To edit this subcircuit, edit the control-logic.circ file and not the control_logic in cpu.circ. Note that if you modify this circuit, you will need to close and re-open cpu.circ to load the changes in your CPU.

Tips

If you're a spreadsheet kind of person, a spreadsheet might help you organize your control logic!
Hard-wired control: for signals like ALUSel, where you might want to output a certain number depending on multiple potential input signals, a Priority Encoder might be helpful!

Example
Let's consider a toy example of an ALU that only performs 3 operations: add (ALUSel=0), mul (ALUSel=1), and `sub` (ALUSel=2). Suppose that we have is_<operation> tunnels that tell us whether an instruction requires the ALU to perform that operation. To generate the ALUSel control signal, we can simply connect each is_<operation> tunnel to its corresponding ALUSel position (say position 2 for sub) on the Priority Encoder. Now, the Priority Encoder will return the position of the active input signal, which in this case is the correct ALUSel value.
Note: In case there are multiple active signals at the same time, a Priority Encoder returns the largest active position. However, you should try to avoid having multiple active signals at once for this use case. After all, a single instruction can't require the ALU to perform both add and multiply at once.

Info: Memory

The Memory unit (located in mem.circ) represent the Data Memory of your CPU. It is already fully implemented for you and attached to the outputs of your CPU in cpu-harness.circ! You must not add mem.circ into your CPU; doing so will cause the autograder to fail and you will not receive a score.

Here's a quick summary of its inputs and outputs:

Signal Name	Direction	Bit Width	Description
WriteAddr	Input	32	Address to read/write to in Memory
WriteData	Input	32	Value to be written to Memory
Write_En	Input	4	The write mask for instructions that write to Memory and zero otherwise
CLK	Input	1	Driven by the clock input to the CPU
ReadData	Output	32	Value of the data stored at the specified address

Due to Logisim limitations, only the lower 16 bits of the memory address are used, and the upper 16 bits are discarded. Therefore, memory (IMEM and DMEM) in this project has an effective address space of 2^16 byte addresses.
While the address you give to memory is a byte address, the memory unit returns an entire word. The memory unit ignores the bottom two bits of the address you provide to it, and treats its input as a word address rather than a byte address. For example, if you input the 32-bit address 0x0000_1007, it wil be treated as the word address 0x0000_1004, and the output will be the 4 bytes at addresses 0x0000_1004, 0x0000_1005, 0x0000_1006, and 0x0000_1007.
Note that for the lh, lw, sh, sw instructions, the RISC-V ISA supports unaligned accesses, but implementing them is complicated. We'll only be implementing aligned memory accesses in this project. This means that operations will only be defined when they do not exceed the boundaries of a contiguous word in memory. An example of such an operation is any lw or sw that operates on an address that is a multiple of 4. Since the address is a multiple of 4 and we load 4 bytes in a word, the total memory fetched does not exceed the boundaries of a contiguous word in memory. You must not implement unaligned accesses; you would likely need to use stalling, which would result in your output not matching our expected output (bad for your score).

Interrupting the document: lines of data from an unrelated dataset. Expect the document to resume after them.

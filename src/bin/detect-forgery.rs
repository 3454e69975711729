use std::env;

use forgery_detector::{ForgeryDetector, error::Result, report::JsonReport};

fn main() -> Result<()> {
    let envelope = match env::args().nth(1) {
        Some(path) => ForgeryDetector::new().detect_to_json(path)?,
        None => JsonReport::failure("No image path provided").to_json()?,
    };

    println!("{envelope}");
    Ok(())
}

Another example of aligned and unaligned memory accesses.
You might find it helpful to review (former TA) Ryan Lund's notes on how memory works in Project 3.
Remember that the memory is also byte level write enabled. This means that the Write_En signal is 4 bits wide and acts as a write mask for the input data (i.e. each bit of the mask enables writing to the corresponding byte of the word). Some examples (W = byte will be overwritten, blank = byte is unaffected):

Inst	Write_En	Byte 3	Byte 2	Byte 1	Byte 0 (least significant)
sb	0b0001				W
sb	0b0010			W
sb	0b0100		W
sb	0b1000	W
sh	0b0011			W	W
sh	0b0110		W	W
sh	0b1100	W	W
sw	0b1111	W	W	W	W
non-store	0b0000

The ReadData port will always return the value in memory at the supplied address, regardless of Write_En.

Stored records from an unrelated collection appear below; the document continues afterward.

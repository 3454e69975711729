use thiserror::Error;

#[derive(Error, Debug)]
pub enum ForgeryError {
    #[error("Image loading error: {0}")]
    ImageLoad(#[from] image::ImageError),

    #[error("IO error: {0}")]
    Io(#[from] std::io::Error),

    #[error("Analysis failed: {0}")]
    Analysis(String),

    #[error("Invalid parameter: {0}")]
    InvalidParameter(String),

    #[error("Serialization error: {0}")]
    Serialization(#[from] serde_json::Error),
}

pub type Result<T> = std::result::Result<T, ForgeryError>;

Info: Control Status Registers (CSRs)

In order to run the testbenches that determine your project grades, there are a few more instructions that need to be added. A Control Status Register (CSR) holds additional information about the results of machine instructions, and it usually is stored independently of the register file and the memory. In your processor, you will be writing outputs to one of the CSRs that will be monitored by more complex testbenches.

Below are the 2 CSR instructions that you will need to implement. Note that while there are 2^12 possible CSR addresses, we only expect one of them to work (tohost = 0x51E). Writes to other CSR addresses should not affect the tohost CSR.

csrw tohost, rs1 (short for csrrw x0, csr, rs1 where csr=tohost=0x51E)
csrwi tohost, uimm (short for csrrwi x0, csr, uimm where csr=tohost=0x51E)

The instruction formats for these instructions are as follows:

Note that the immediate forms use a 5-bit zero-extended immediate (uimm) encoded in the rs1 field.

The Control Status Registers unit (located in csr.circ) is already fully implemented for you! Please do NOT edit anything in the circuit, including input/output pins, or the autograder tests may fail.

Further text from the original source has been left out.